Figure 2.

CD44 in myeloid cells stimulates glioma invasion (A) Schematic representation of mouse lines used in the study. CD44^fl/fl mice were crossed with three different Cre-bearing mouse lines in order to generate conditional knock-out models. In CD44^fl/fl × GFAP-Cre mice, CD44 is specifically deleted in astrocytes; in CD44^fl/fl × Ve-Cadherin CreER^T2 mice, upon tamoxifen treatment CD44 is specifically deleted in endothelial cells; and in CD44^fl/fl × Csf1R-Cre mice, CD44 is specifically deleted in myeloid cells. (B) Ex-vivo invasion assay on LN229 spheroids implanted in brain slices from the three cKO mouse models. CD44^fl/fl mice were used as controls. Representative images of DiD labeled LN229 spheroids 48 hours after implantation are shown on the left.

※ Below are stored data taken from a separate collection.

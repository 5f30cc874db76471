//! Esquema Diesel (escrito a mano). Reemplazable con `diesel print-schema`.

diesel::table! {
    product.products (id) {
        id -> BigInt,
        product_code -> Text,
        title_prod -> Nullable<Text>,
    }
}

diesel::table! {
    funnel_manager.workflow (id) {
        id -> BigInt,
        description -> Nullable<Text>,
    }
}

diesel::table! {
    funnel_manager.funnel (id) {
        id -> BigInt,
        name -> Nullable<Text>,
        broker_id -> Nullable<BigInt>,
        product_id -> Nullable<BigInt>,
        workflow_id -> Nullable<BigInt>,
    }
}

diesel::table! {
    funnel_manager.step (id) {
        id -> BigInt,
        step_url -> Text,
        step_code -> Nullable<Text>,
        post_message -> Bool,
        shopping_cart -> Nullable<Jsonb>,
        gtm_reference -> Nullable<Jsonb>,
    }
}

diesel::table! {
    funnel_manager.route (id) {
        id -> BigInt,
        workflow_id -> BigInt,
        fromstep_id -> Nullable<BigInt>,
        nextstep_id -> BigInt,
        route_config -> Nullable<Jsonb>,
    }
}

diesel::table! {
    design.section (id) {
        id -> BigInt,
        sectiontype -> Text,
    }
}

diesel::table! {
    design.component (id) {
        id -> BigInt,
        component_type -> Text,
    }
}

diesel::table! {
    design.structure (id) {
        id -> BigInt,
        data -> Jsonb,
    }
}

diesel::table! {
    design.step_section (id) {
        id -> BigInt,
        order -> Integer,
        sectionid -> BigInt,
        stepid -> BigInt,
        productid -> Nullable<BigInt>,
        brokerid -> Nullable<BigInt>,
        authorized -> Bool,
    }
}

diesel::table! {
    design.component_section (id) {
        id -> BigInt,
        componentid -> BigInt,
        sectionid -> BigInt,
        order -> Integer,
    }
}

diesel::table! {
    design.structure_component_section (id) {
        id -> BigInt,
        component_sectionid -> BigInt,
        structureid -> BigInt,
        order -> Integer,
    }
}

diesel::table! {
    design.cms_key (id) {
        id -> BigInt,
        value -> Jsonb,
        structurecomponentsectionid -> BigInt,
    }
}

diesel::joinable!(funnel -> workflow (workflow_id));
diesel::joinable!(route -> workflow (workflow_id));
diesel::joinable!(step_section -> section (sectionid));
diesel::joinable!(step_section -> step (stepid));
diesel::joinable!(component_section -> component (componentid));
diesel::joinable!(structure_component_section -> component_section (component_sectionid));
diesel::joinable!(structure_component_section -> structure (structureid));
diesel::joinable!(cms_key -> structure_component_section (structurecomponentsectionid));

diesel::allow_tables_to_appear_in_same_query!(
    products,
    workflow,
    funnel,
    step,
    route,
    section,
    component,
    structure,
    step_section,
    component_section,
    structure_component_section,
    cms_key,
);
//! funnel-persistence
//!
//! Implementación Postgres (Diesel + r2d2) de `FunnelStore`.
//!
//! Módulos:
//! - `pg`: pool, proveedor de conexiones y `PgFunnelStore`.
//! - `migrations`: runner embebido de migraciones Diesel.
//! - `config`: carga de configuración desde .env.
//! - `schema`: tablas Diesel de los esquemas `funnel_manager`, `design` y
//!   `product`.

pub mod config;
pub mod error;
pub mod migrations;
pub mod pg;
pub mod schema;

pub use config::{init_dotenv, DbConfig};
pub use error::PersistenceError;
pub use pg::{build_dev_pool_from_env, build_pool, ConnectionProvider, PgFunnelStore, PgPool, PoolProvider};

Corresponding quantification is shown on the right. Bar charts represent the invasion area of a spheroid normalized to the area of its mass. Data are presented as mean ± SD. Student’s t-Test, ****p < 0.0001; n.s. = not-significant. (C) Ex-vivo invasion assay on DKO11804 primary mouse glioma cells implanted in brain slices from CD44^fl/fl, CD44^fl/fl×GFAP-Cre and CD44^fl/fl×Csf1R-Cre mice. Representative images of DiD labeled DKO11804 spheroids 48 hours after implantation are shown on the left. Corresponding quantification is shown on the right. Bar charts represent the invasion area of a spheroid normalized to the area of its mass. Data are presented as mean ± SD. Student’s t-Test, *p < 0.05. (D) Schematic representation of the Boyden assay. (E) Quantification of migrating GL261 cells. Bar charts represent the number of transmigrating cells per mm². One-way ANOVA with the Tukey’s multiple comparisons test, ****p < 0.0001.